Photo Credit: Tavish Campbell / http://www.heiltsuknation.ca

In Bella Bella, there is one grocery store, one gas station, no restaurants and now, the only means that locals have to feed themselves was covered in oil.

June 1st marks the beginning of National Indigenous History Month, a month to celebrate and reflect on Canadas important steps towards reconciliation with First Nations.

Bill C-48, The Oil Tanker Moratorium Act, is just one cog in the wheel of Canada’s broader plan to advance reconciliation with First Nations. Bill C-48 comes directly at the request of Coastal First Nations communities who seek to protect their waters and salmon rivers for their children, grandchildren and great grandchildren.

This important piece of environmental legislation protects the territorial lands that the Coastal First Nations have inhabited for millennia by formalizing in law a ban on super tankers carrying crude and persistent oil on their coast in northern British Columbia.

Simply put, Coastal First Nations cannot afford another spill devastating their land and waters.

On October 2016, when the Nathan E. Stewart Tug and Barge spilled 109, 000 litres of petroleum on a Heiltsuk fishery, the community was devastated.

The spill, which was largely classified as “small” by experts, destroyed a rich ecosystem where Coastal First Nations have traditionally harvested marine wildlife using sustainable practices passed down from generation to generation. The oil devastated their business and wreaked havoc on their shore leaving thick black residue on the coastline.

To demonstrate the impact the spill had on the local first nation’s communities, it is important to note that an entire community, their livelihood and financial means came from this shellfish and seafood harvesting area.

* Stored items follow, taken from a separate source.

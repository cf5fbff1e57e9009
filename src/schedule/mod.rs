pub mod advance;
pub mod batch;
pub mod calendar;
pub mod conflict;
mod error;
mod mutations;
mod queries;
pub mod validator;

pub use batch::Violation;
pub use error::{ErrorKind, ScheduleError};
pub use queries::RoomFilter;
pub use validator::validate;

use std::sync::Arc;

use crate::model::Event;
use crate::notify::NotifyHub;
use crate::store::{Committed, ReservationStore};

/// Room scheduling service: validates requests against a room's snapshot
/// and commits them through the store's transaction.
pub struct Scheduler<S> {
    store: Arc<S>,
    notify: Arc<NotifyHub>,
}

impl<S: ReservationStore> Scheduler<S> {
    pub fn new(store: Arc<S>, notify: Arc<NotifyHub>) -> Self {
        Self { store, notify }
    }

    pub fn store(&self) -> &Arc<S> {
        &self.store
    }

    pub fn notify(&self) -> &Arc<NotifyHub> {
        &self.notify
    }

    /// Hand the events of a commit to watchers and return the value.
    fn published<T>(&self, committed: Committed<T>) -> T {
        self.notify.publish(&committed.events);
        committed.value
    }

    fn publish_one(&self, event: &Event) {
        self.notify.send(event.room_id(), event);
    }
}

In Bella Bella, there is one grocery store, one gas station, no restaurants and now, the only means that locals have to feed themselves was covered in oil.

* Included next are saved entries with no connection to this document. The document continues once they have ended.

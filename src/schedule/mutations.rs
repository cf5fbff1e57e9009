use chrono::NaiveDateTime;
use tracing::{debug, info};
use ulid::Ulid;

use crate::limits::*;
use crate::model::*;
use crate::observability::*;
use crate::store::ReservationStore;

use super::batch::{find_violations, validate_batch, Violation};
use super::validator::validate;
use super::{ScheduleError, Scheduler};

fn check_room(room: &Room) -> Result<(), ScheduleError> {
    if room.name.trim().is_empty() {
        return Err(ScheduleError::invalid("room name must not be empty"));
    }
    if room.name.len() > MAX_NAME_LEN {
        return Err(ScheduleError::LimitExceeded("room name too long"));
    }
    if room.attributes.len() > MAX_ATTRIBUTES_PER_ROOM {
        return Err(ScheduleError::LimitExceeded("too many room attributes"));
    }
    if !room.default_advance.is_valid() {
        return Err(ScheduleError::invalid(
            "minimum advance must not exceed maximum advance",
        ));
    }
    Ok(())
}

fn check_reference(reference: Option<&Reference>) -> Result<(), ScheduleError> {
    match reference {
        Some(r) if r.path.is_empty() => Err(ScheduleError::invalid("reference path is empty")),
        Some(r) if r.path.len() > MAX_REFERENCE_PATH_LEN => {
            Err(ScheduleError::LimitExceeded("reference path too long"))
        }
        _ => Ok(()),
    }
}

fn check_candidates(candidates: &[Span]) -> Result<(), ScheduleError> {
    if candidates.is_empty() {
        return Err(ScheduleError::invalid("at least one reservation is required"));
    }
    if candidates.len() > MAX_BATCH_SIZE {
        return Err(ScheduleError::LimitExceeded("too many reservations in one booking"));
    }
    Ok(())
}

fn record_rejection(op: &'static str, err: &ScheduleError) {
    metrics::counter!(REJECTIONS_TOTAL, "kind" => err.kind().as_str()).increment(1);
    debug!(op, kind = err.kind().as_str(), "rejected: {err}");
}

impl<S: ReservationStore> Scheduler<S> {
    // ── Room administration ──────────────────────────────────

    pub fn create_room(&self, room: Room) -> Result<Room, ScheduleError> {
        check_room(&room)?;
        if self.store.room_ids().len() >= MAX_ROOMS {
            return Err(ScheduleError::LimitExceeded("too many rooms"));
        }
        self.store.create_room(room.clone())?;
        info!(room_id = %room.id, name = %room.name, "room created");
        self.publish_one(&Event::RoomCreated { room: room.clone() });
        Ok(room)
    }

    pub fn update_room(&self, room: Room) -> Result<Room, ScheduleError> {
        check_room(&room)?;
        let committed = self.store.transact(room.id, |tx| {
            tx.stage(Event::RoomUpdated { room: room.clone() });
            Ok(())
        })?;
        self.published(committed);
        info!(room_id = %room.id, status = ?room.status, "room updated");
        Ok(room)
    }

    /// Delete a room with every booking on it. Returns the references of the
    /// removed bookings so the caller can clean up their files.
    pub fn delete_room(&self, room_id: RoomId) -> Result<Vec<Reference>, ScheduleError> {
        let removed = self.store.delete_room(room_id)?;
        self.publish_one(&Event::RoomDeleted { id: room_id });
        self.notify.remove(&room_id);
        info!(
            %room_id,
            bookings = removed.bookings.len(),
            reservations = removed.reservations.len(),
            "room deleted"
        );
        let mut references: Vec<Reference> = removed
            .bookings
            .into_values()
            .filter_map(|b| b.reference)
            .collect();
        references.sort_by(|a, b| a.path.cmp(&b.path));
        Ok(references)
    }

    /// Replace the room's weekly availability.
    pub fn set_availability(
        &self,
        room_id: RoomId,
        windows: Vec<AvailabilityWindow>,
    ) -> Result<(), ScheduleError> {
        if windows.len() > MAX_WINDOWS_PER_ROOM {
            return Err(ScheduleError::LimitExceeded("too many availability windows"));
        }
        if let Some(w) = windows.iter().find(|w| !w.is_valid()) {
            return Err(ScheduleError::invalid(format!(
                "availability on {} closes at {} before it opens at {}",
                w.weekday, w.closes, w.opens
            )));
        }
        let count = windows.len();
        let committed = self.store.transact(room_id, |tx| {
            tx.stage(Event::AvailabilitySet { room_id, windows });
            Ok(())
        })?;
        self.published(committed);
        info!(%room_id, windows = count, "availability set");
        Ok(())
    }

    /// Set or clear (`None`) a role's advance-booking override on a room.
    pub fn set_restriction(
        &self,
        room_id: RoomId,
        role_id: RoleId,
        window: Option<AdvanceWindow>,
    ) -> Result<(), ScheduleError> {
        if let Some(w) = window
            && !w.is_valid() {
                return Err(ScheduleError::invalid(
                    "minimum advance must not exceed maximum advance",
                ));
            }
        let committed = self.store.transact(room_id, |tx| {
            tx.stage(Event::RestrictionSet { room_id, role_id, window });
            Ok(())
        })?;
        self.published(committed);
        info!(%room_id, %role_id, ?window, "restriction set");
        Ok(())
    }

    // ── Bookings ─────────────────────────────────────────────

    /// Book every candidate interval as one booking, or none of them.
    pub fn schedule(
        &self,
        room_id: RoomId,
        role: Option<RoleId>,
        now: NaiveDateTime,
        candidates: &[Span],
        draft: BookingDraft,
    ) -> Result<BookingRequest, ScheduleError> {
        check_candidates(candidates)?;
        check_reference(draft.reference.as_ref())?;
        if let Some(title) = draft.event.as_ref().and_then(|e| e.title.as_ref())
            && title.len() > MAX_TITLE_LEN {
                return Err(ScheduleError::LimitExceeded("event title too long"));
            }

        let result = self.store.transact(room_id, |tx| {
            let state = tx.state();
            if state.reservations.len() + candidates.len() > MAX_RESERVATIONS_PER_ROOM {
                return Err(ScheduleError::LimitExceeded("too many reservations on room"));
            }
            validate_batch(state, role.as_ref(), now, candidates)?;

            let id = Ulid::new();
            let mut reservations: Vec<Reservation> = candidates
                .iter()
                .map(|&span| Reservation {
                    id: Ulid::new(),
                    room_id,
                    booking_id: id,
                    span,
                })
                .collect();
            reservations.sort_by_key(|r| r.span.start);
            let booking = BookingRequest {
                id,
                room_id,
                holder: draft.holder,
                status: BookingStatus::Committed,
                reference: draft.reference,
                event: draft.event,
                reservations,
            };
            tx.stage(Event::BookingCommitted {
                booking: booking.clone(),
            });
            Ok(booking)
        });

        match result {
            Ok(committed) => {
                let booking = self.published(committed);
                metrics::counter!(BOOKINGS_COMMITTED_TOTAL).increment(1);
                metrics::counter!(RESERVATIONS_COMMITTED_TOTAL)
                    .increment(booking.reservations.len() as u64);
                info!(
                    %room_id,
                    booking_id = %booking.id,
                    reservations = booking.reservations.len(),
                    "booking committed"
                );
                Ok(booking)
            }
            Err(e) => {
                record_rejection("schedule", &e);
                Err(e)
            }
        }
    }

    /// Report every candidate that `schedule` would reject. Changes nothing.
    pub fn check_batch(
        &self,
        room_id: RoomId,
        role: Option<RoleId>,
        now: NaiveDateTime,
        candidates: &[Span],
    ) -> Result<Vec<Violation>, ScheduleError> {
        check_candidates(candidates)?;
        self.store
            .read_room(room_id, |state| find_violations(state, role.as_ref(), now, candidates))
    }

    /// Move one reservation. On any violation the old interval is kept.
    pub fn reschedule(
        &self,
        reservation_id: ReservationId,
        role: Option<RoleId>,
        now: NaiveDateTime,
        span: Span,
    ) -> Result<Reservation, ScheduleError> {
        let room_id = self
            .store
            .room_of(&reservation_id)
            .ok_or(ScheduleError::NotFound(reservation_id))?;

        let result = self.store.transact(room_id, |tx| {
            let state = tx.state();
            let current = state
                .reservation(&reservation_id)
                .ok_or(ScheduleError::NotFound(reservation_id))?;
            validate(state, role.as_ref(), now, &span, Some(reservation_id))?;
            let moved = Reservation {
                span,
                ..current.clone()
            };
            tx.stage(Event::ReservationRescheduled {
                id: reservation_id,
                room_id,
                span,
            });
            Ok(moved)
        });

        match result {
            Ok(committed) => {
                let moved = self.published(committed);
                metrics::counter!(RESCHEDULES_TOTAL).increment(1);
                info!(%room_id, %reservation_id, booking_id = %moved.booking_id, "reservation rescheduled");
                Ok(moved)
            }
            Err(e) => {
                record_rejection("reschedule", &e);
                Err(e)
            }
        }
    }

    /// Set or clear a booking's reference. Returns the reference it replaced.
    pub fn attach_reference(
        &self,
        booking_id: BookingId,
        reference: Option<Reference>,
    ) -> Result<Option<Reference>, ScheduleError> {
        check_reference(reference.as_ref())?;
        let room_id = self
            .store
            .room_of(&booking_id)
            .ok_or(ScheduleError::NotFound(booking_id))?;
        let committed = self.store.transact(room_id, |tx| {
            let previous = tx
                .state()
                .bookings
                .get(&booking_id)
                .ok_or(ScheduleError::NotFound(booking_id))?
                .reference
                .clone();
            tx.stage(Event::ReferenceAttached {
                booking_id,
                room_id,
                reference,
            });
            Ok(previous)
        })?;
        debug!(%room_id, %booking_id, "reference attached");
        Ok(self.published(committed))
    }

    /// Delete a booking with all of its reservations. Returns the removed
    /// booking, reference included.
    pub fn delete_booking(&self, booking_id: BookingId) -> Result<BookingRequest, ScheduleError> {
        let room_id = self
            .store
            .room_of(&booking_id)
            .ok_or(ScheduleError::NotFound(booking_id))?;
        let committed = self.store.transact(room_id, |tx| {
            let booking = tx
                .state()
                .booking(&booking_id)
                .ok_or(ScheduleError::NotFound(booking_id))?;
            tx.stage(Event::BookingDeleted {
                id: booking_id,
                room_id,
            });
            Ok(booking)
        })?;
        let booking = self.published(committed);
        metrics::counter!(BOOKINGS_DELETED_TOTAL).increment(1);
        info!(
            %room_id,
            %booking_id,
            reservations = booking.reservations.len(),
            "booking deleted"
        );
        Ok(booking)
    }
}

Coastal First nations are subsistence communities – they rely on the natural resources to provide basic needs through fishing and subsistence agriculture.

The Coastal First Nations of the north coast survive by accessing the resources of the sea not because they want to, but because they have too.

Bella Bella is a small community only accessible by boat, by plane and by ferry once a week, the remoteness of the area means that you simply cannot survive without the resources from the land and water.

In cities, we take for granted how easy it is drive in your car to the nearest grocery store to pick up some fresh salmon and produce but for First Nations in Bella Bella – the water is their grocery store and the fisherman is the grocer.

That is why protecting their resources is a matter of survival. Without Bill C-48 safeguarding the land from the risk of oil spill, thousands of years of sustainable development, of survival, will be in danger.

For the month of June, when we are celebrating the achievements and diverse heritage of First Nations in Canada, let us remember the Coastal First Nations on the North Coast of my home province and how they simply cannot afford to see the same devastation materialize again.

Let us both, First Nations and Non-First Nations come together, from coast to coast, to stand up and protect the lands that the Heiltsuk and other Coastal First Nations have inhabited for millennia and say: The North Coast of BC is no place for an oil spill.